#### [LISTED ENTRIES]
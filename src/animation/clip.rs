use super::keyframe::{AnimationSampler, InterpolationMode, SamplerOutput};
use crate::core::error::{AnimationError, AnimationResult};
use glam::{Mat4, Quat, Vec3};

/// 通道目标属性
#[derive(Debug, Clone, Copy, PartialEq, Eq, Hash)]
pub enum ChannelProperty {
    Translation,
    Rotation,
    Scale,
}

/// 动画通道：把一个采样器绑定到某个节点的某个属性
#[derive(Debug, Clone, Copy, PartialEq, Eq)]
pub struct AnimationChannel {
    /// 目标节点索引
    pub target_node: usize,
    /// 目标属性
    pub property: ChannelProperty,
    /// 采样器索引
    pub sampler: usize,
}

/// 通道采样结果
#[derive(Debug, Clone, Copy, PartialEq)]
pub enum ChannelValue {
    Translation(Vec3),
    Rotation(Quat),
    Scale(Vec3),
}

impl ChannelValue {
    /// 转换为 4x4 矩阵
    pub fn to_matrix(self) -> Mat4 {
        match self {
            Self::Translation(t) => Mat4::from_translation(t),
            Self::Rotation(r) => Mat4::from_quat(r),
            Self::Scale(s) => Mat4::from_scale(s),
        }
    }
}

/// 动画片段
#[derive(Debug, Clone, Default)]
pub struct AnimationClip {
    /// 动画名称
    pub name: String,
    samplers: Vec<AnimationSampler>,
    channels: Vec<AnimationChannel>,
}

impl AnimationClip {
    pub fn new(name: impl Into<String>) -> Self {
        Self {
            name: name.into(),
            samplers: Vec::new(),
            channels: Vec::new(),
        }
    }

    /// 添加采样器，返回其索引
    pub fn add_sampler(&mut self, sampler: AnimationSampler) -> usize {
        self.samplers.push(sampler);
        self.samplers.len() - 1
    }

    /// 添加通道（按添加顺序作用于目标节点）
    pub fn add_channel(&mut self, channel: AnimationChannel) {
        self.channels.push(channel);
    }

    /// 添加采样器并立即绑定到一个通道
    pub fn add_track(&mut self, target_node: usize, property: ChannelProperty, sampler: AnimationSampler) {
        let sampler = self.add_sampler(sampler);
        self.add_channel(AnimationChannel {
            target_node,
            property,
            sampler,
        });
    }

    pub fn channels(&self) -> &[AnimationChannel] {
        &self.channels
    }

    pub fn samplers(&self) -> &[AnimationSampler] {
        &self.samplers
    }

    /// 片段时长：所有采样器时长的最大值
    pub fn duration(&self) -> f32 {
        self.samplers
            .iter()
            .map(AnimationSampler::duration)
            .fold(0.0, f32::max)
    }

    /// 统一设置所有采样器的插值模式
    pub fn set_interpolation(&mut self, interpolation: InterpolationMode) {
        for sampler in &mut self.samplers {
            sampler.set_interpolation(interpolation);
        }
    }

    /// 采样一个通道
    ///
    /// 采样器缺失、带缺陷或输出类型与属性不符时返回 None。
    pub fn sample_channel(&self, channel: &AnimationChannel, time: f32) -> Option<ChannelValue> {
        let sampler = self.samplers.get(channel.sampler)?;
        match channel.property {
            ChannelProperty::Translation => sampler.sample_vec3(time).map(ChannelValue::Translation),
            ChannelProperty::Rotation => sampler.sample_quat(time).map(ChannelValue::Rotation),
            ChannelProperty::Scale => sampler.sample_vec3(time).map(ChannelValue::Scale),
        }
    }

    /// 检查片段结构，返回发现的第一个问题
    pub fn validate(&self, node_count: usize) -> AnimationResult<()> {
        for (index, sampler) in self.samplers.iter().enumerate() {
            if let Some(defect) = sampler.defect() {
                return Err(AnimationError::Degenerate {
                    sampler: index,
                    defect,
                });
            }
        }

        for (index, channel) in self.channels.iter().enumerate() {
            let sampler = self
                .samplers
                .get(channel.sampler)
                .ok_or(AnimationError::SamplerOutOfRange {
                    channel: index,
                    sampler: channel.sampler,
                    len: self.samplers.len(),
                })?;
            if channel.target_node >= node_count {
                return Err(AnimationError::TargetOutOfRange {
                    channel: index,
                    node: channel.target_node,
                    len: node_count,
                });
            }
            let matches = matches!(
                (channel.property, sampler.output()),
                (ChannelProperty::Rotation, SamplerOutput::Quat(_))
                    | (ChannelProperty::Translation, SamplerOutput::Vec3(_))
                    | (ChannelProperty::Scale, SamplerOutput::Vec3(_))
            );
            if !matches {
                return Err(AnimationError::PropertyMismatch { channel: index });
            }
        }
        Ok(())
    }
}
use skyisle::config::{LoadedConfig, ViewerConfig};
use skyisle::core::{Viewer, ViewerError, ViewerResult};
use skyisle::scene::{CameraMove, Turn};
use std::path::PathBuf;

const USAGE: &str = "usage: skyisle [MODEL.gltf] [--config PATH] [--frames N]";

/// 命令行参数
struct Args {
    model: Option<PathBuf>,
    config: Option<PathBuf>,
    frames: u32,
}

fn parse_args() -> ViewerResult<Args> {
    let mut args = Args {
        model: None,
        config: None,
        frames: 600,
    };

    let mut iter = std::env::args().skip(1);
    while let Some(arg) = iter.next() {
        match arg.as_str() {
            "--frames" => {
                args.frames = iter
                    .next()
                    .and_then(|value| value.parse().ok())
                    .ok_or_else(|| ViewerError::General(USAGE.to_string()))?;
            }
            "--config" => {
                args.config = Some(
                    iter.next()
                        .map(PathBuf::from)
                        .ok_or_else(|| ViewerError::General(USAGE.to_string()))?,
                );
            }
            "-h" | "--help" => return Err(ViewerError::General(USAGE.to_string())),
            _ => args.model = Some(PathBuf::from(arg)),
        }
    }
    Ok(args)
}

fn run() -> ViewerResult<()> {
    let args = parse_args()?;

    let loaded = match &args.config {
        Some(path) => LoadedConfig {
            config: ViewerConfig::from_file(path)?,
            source: Some(path.clone()),
            skipped: Vec::new(),
        },
        None => ViewerConfig::load_or_default(),
    };
    let mut config = loaded.config;
    config.apply_env_overrides();
    Viewer::initialize_logging(&config.logging);
    for (path, e) in &loaded.skipped {
        tracing::warn!(target: "viewer", path = %path.display(), "Ignoring config file: {}", e);
    }
    match loaded.source {
        Some(path) => tracing::info!(target: "viewer", "Loaded config from {}", path.display()),
        None => tracing::info!(target: "viewer", "Using default configuration"),
    }

    let mut viewer = Viewer::new(config)?;

    if let Some(model) = &args.model {
        #[cfg(feature = "gltf")]
        viewer.load_character(model)?;
        #[cfg(not(feature = "gltf"))]
        tracing::warn!(target: "viewer", "Built without glTF support, ignoring {}", model.display());
    }

    // 简单的飞行路线：一直向前，每 240 帧向右转一次
    viewer.run_headless(args.frames, 1.0 / 60.0, |frame, camera| {
        if frame > 0 && frame % 240 == 0 {
            camera.rotate(Turn::YawRight);
        }
        camera.move_camera(CameraMove::Forward);
    })?;

    let camera = viewer.camera();
    tracing::info!(
        target: "viewer",
        eye = ?camera.eye,
        centre = %viewer.grid().controller.centre(),
        "Viewer shutting down"
    );
    Ok(())
}

fn main() {
    if let Err(e) = run() {
        eprintln!("Viewer failed: {}", e);
        std::process::exit(1);
    }
}
//! 蒙皮绑定数据
//!
//! 定义蒙皮与骨骼的绑定关系，以及每帧交给渲染器的关节矩阵调色板。

use super::skeleton::Skeleton;
use crate::core::error::{SkeletonError, SkeletonResult};
use glam::Mat4;

/// 蒙皮数据
///
/// `joints[0]` 作为变换传播的骨骼根节点。
#[derive(Debug, Clone)]
pub struct Skin {
    joints: Vec<usize>,
    inverse_bind_matrices: Vec<Mat4>,
}

impl Skin {
    pub fn new(joints: Vec<usize>, inverse_bind_matrices: Vec<Mat4>) -> SkeletonResult<Self> {
        if joints.is_empty() {
            return Err(SkeletonError::EmptySkin);
        }
        if joints.len() != inverse_bind_matrices.len() {
            return Err(SkeletonError::JointCountMismatch {
                joints: joints.len(),
                inverse_bind_matrices: inverse_bind_matrices.len(),
            });
        }
        Ok(Self {
            joints,
            inverse_bind_matrices,
        })
    }

    /// 关节节点索引
    pub fn joints(&self) -> &[usize] {
        &self.joints
    }

    /// 逆绑定矩阵（与关节一一对应）
    pub fn inverse_bind_matrices(&self) -> &[Mat4] {
        &self.inverse_bind_matrices
    }

    pub fn joint_count(&self) -> usize {
        self.joints.len()
    }

    /// 骨骼根节点
    pub fn root(&self) -> usize {
        self.joints[0]
    }

    /// 检查所有关节都指向有效节点
    pub fn validate_against(&self, skeleton: &Skeleton) -> SkeletonResult<()> {
        match self
            .joints
            .iter()
            .enumerate()
            .find(|&(_, &node)| node >= skeleton.len())
        {
            Some((joint, &node)) => Err(SkeletonError::JointOutOfRange {
                joint,
                node,
                len: skeleton.len(),
            }),
            None => Ok(()),
        }
    }
}

/// 关节矩阵调色板
///
/// 每个关节一个矩阵，每帧原地重建，是渲染器唯一消费的产物。
#[derive(Debug, Clone, Default, PartialEq)]
pub struct JointMatrixPalette {
    matrices: Vec<Mat4>,
}

impl JointMatrixPalette {
    pub fn with_len(len: usize) -> Self {
        Self {
            matrices: vec![Mat4::IDENTITY; len],
        }
    }

    pub fn len(&self) -> usize {
        self.matrices.len()
    }

    pub fn is_empty(&self) -> bool {
        self.matrices.is_empty()
    }

    pub fn get(&self, joint: usize) -> Option<&Mat4> {
        self.matrices.get(joint)
    }

    pub fn as_slice(&self) -> &[Mat4] {
        &self.matrices
    }

    /// 按列主序排列的原始字节，可直接写入 GPU 缓冲区
    pub fn as_bytes(&self) -> &[u8] {
        bytemuck::cast_slice(&self.matrices)
    }
}

/// 绑定结果：节点全局变换 + 关节矩阵
#[derive(Debug, Clone)]
pub struct SkinBinding {
    /// 全局变换（按节点索引排列）
    pub global_joint_transforms: Vec<Mat4>,
    /// 关节矩阵调色板
    pub palette: JointMatrixPalette,
}

/// 蒙皮绑定服务
pub struct SkinBinder;

impl SkinBinder {
    /// 计算静止姿态下的全局变换与关节矩阵
    pub fn bind(skeleton: &Skeleton, skin: &Skin) -> SkeletonResult<SkinBinding> {
        skin.validate_against(skeleton)?;

        let locals = skeleton.local_transforms();
        let global_joint_transforms = skeleton.global_transforms(skin.root(), &locals)?;

        let mut palette = JointMatrixPalette::default();
        Self::write_palette(skin, &global_joint_transforms, &mut palette)?;

        tracing::debug!(
            target: "animation",
            joints = skin.joint_count(),
            nodes = skeleton.len(),
            "Bound skin rest pose"
        );

        Ok(SkinBinding {
            global_joint_transforms,
            palette,
        })
    }

    /// `palette[j] = globals[joints[j]] * inverse_bind[j]`
    pub fn write_palette(
        skin: &Skin,
        globals: &[Mat4],
        palette: &mut JointMatrixPalette,
    ) -> SkeletonResult<()> {
        palette
            .matrices
            .resize(skin.joint_count(), Mat4::IDENTITY);

        for (joint, (&node, inverse_bind)) in skin
            .joints
            .iter()
            .zip(&skin.inverse_bind_matrices)
            .enumerate()
        {
            let global = globals.get(node).ok_or(SkeletonError::JointOutOfRange {
                joint,
                node,
                len: globals.len(),
            })?;
            palette.matrices[joint] = *global * *inverse_bind;
        }
        Ok(())
    }
}

#[cfg(test)]
mod tests {
    use super::*;
    use crate::animation::skeleton::{NodeTransform, SkeletonNode};
    use glam::Vec3;

    fn arm() -> (Skeleton, Skin) {
        let skeleton = Skeleton::new(vec![
            SkeletonNode::new("shoulder")
                .with_transform(NodeTransform::from_translation(Vec3::new(0.0, 2.0, 0.0)))
                .with_children([1]),
            SkeletonNode::new("elbow")
                .with_transform(NodeTransform::from_translation(Vec3::new(1.0, 0.0, 0.0))),
        ])
        .unwrap();
        // 逆绑定矩阵取静止姿态全局变换的逆
        let skin = Skin::new(
            vec![0, 1],
            vec![
                Mat4::from_translation(Vec3::new(0.0, -2.0, 0.0)),
                Mat4::from_translation(Vec3::new(-1.0, -2.0, 0.0)),
            ],
        )
        .unwrap();
        (skeleton, skin)
    }

    #[test]
    fn test_rest_pose_identity() {
        let skeleton = Skeleton::new(vec![
            SkeletonNode::new("root").with_children([1]),
            SkeletonNode::new("tip"),
        ])
        .unwrap();
        let ibms = vec![
            Mat4::from_translation(Vec3::new(1.0, 2.0, 3.0)),
            Mat4::from_scale(Vec3::splat(0.5)),
        ];
        let skin = Skin::new(vec![0, 1], ibms.clone()).unwrap();

        let binding = SkinBinder::bind(&skeleton, &skin).unwrap();
        assert_eq!(binding.palette.as_slice(), ibms.as_slice());
    }

    #[test]
    fn test_bind_pose_has_zero_displacement() {
        let (skeleton, skin) = arm();
        let binding = SkinBinder::bind(&skeleton, &skin).unwrap();
        for m in binding.palette.as_slice() {
            assert!(m.abs_diff_eq(Mat4::IDENTITY, 1e-6));
        }
        assert_eq!(
            binding.global_joint_transforms[1].w_axis.truncate(),
            Vec3::new(1.0, 2.0, 0.0)
        );
    }

    #[test]
    fn test_joint_count_mismatch() {
        let err = Skin::new(vec![0, 1], vec![Mat4::IDENTITY]).unwrap_err();
        assert_eq!(
            err,
            SkeletonError::JointCountMismatch {
                joints: 2,
                inverse_bind_matrices: 1
            }
        );
        assert_eq!(Skin::new(vec![], vec![]).unwrap_err(), SkeletonError::EmptySkin);
    }

    #[test]
    fn test_joint_out_of_range() {
        let (skeleton, _) = arm();
        let skin = Skin::new(vec![0, 5], vec![Mat4::IDENTITY; 2]).unwrap();
        let err = SkinBinder::bind(&skeleton, &skin).unwrap_err();
        assert_eq!(
            err,
            SkeletonError::JointOutOfRange {
                joint: 1,
                node: 5,
                len: 2
            }
        );
    }

    #[test]
    fn test_palette_bytes_are_column_major() {
        let palette = JointMatrixPalette::with_len(2);
        assert_eq!(palette.as_bytes().len(), 2 * 64);
        let first: &[f32] = bytemuck::cast_slice(&palette.as_bytes()[..64]);
        assert_eq!(first, Mat4::IDENTITY.to_cols_array().as_slice());
    }
}
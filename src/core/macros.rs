//! 核心宏定义
//!
//! 提供统一的宏来减少配置结构体的样板代码

/// 为结构体实现Default trait的宏
///
/// 使用示例:
/// ```rust
/// use skyisle::impl_default;
///
/// struct TileSettings {
///     tile_size: i64,
///     seed: u64,
/// }
///
/// impl_default!(TileSettings {
///     tile_size: 6000,
///     seed: 0,
/// });
///
/// assert_eq!(TileSettings::default().tile_size, 6000);
/// ```
#[macro_export]
macro_rules! impl_default {
    ($struct_name:ident {
        $($field:ident: $value:expr),* $(,)?
    }) => {
        impl Default for $struct_name {
            fn default() -> Self {
                Self {
                    $($field: $value),*
                }
            }
        }
    };
}
use super::{ConfigError, ConfigResult};
use crate::animation::InterpolationMode;
use crate::impl_default;
use serde::{Deserialize, Serialize};

/// 动画配置
#[derive(Debug, Clone, PartialEq, Serialize, Deserialize)]
#[serde(default)]
pub struct AnimationConfig {
    /// 播放速度倍率
    pub playback_speed: f32,

    /// 加载后立即播放
    pub play_on_start: bool,

    /// 覆盖片段的插值模式（None 表示保留导入时的模式）
    pub interpolation: Option<InterpolationMode>,

    /// 初始播放的片段
    pub clip_index: usize,
}

impl_default!(AnimationConfig {
    playback_speed: 2.0,
    play_on_start: true,
    interpolation: None,
    clip_index: 0,
});

impl AnimationConfig {
    /// 验证配置
    pub fn validate(&self) -> ConfigResult<()> {
        if !self.playback_speed.is_finite() || self.playback_speed < 0.0 {
            return Err(ConfigError::ValidationError(format!(
                "Invalid playback speed: {}",
                self.playback_speed
            )));
        }
        Ok(())
    }
}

#### [WHAT THE TASK REQUIRES]
Using the entries above, return each line in which the word "locals" occurs.

#### [OUTPUT FOR THIS EXERCISE]
        let locals = skeleton.local_transforms();
        let global_joint_transforms = skeleton.global_transforms(skin.root(), &locals)?;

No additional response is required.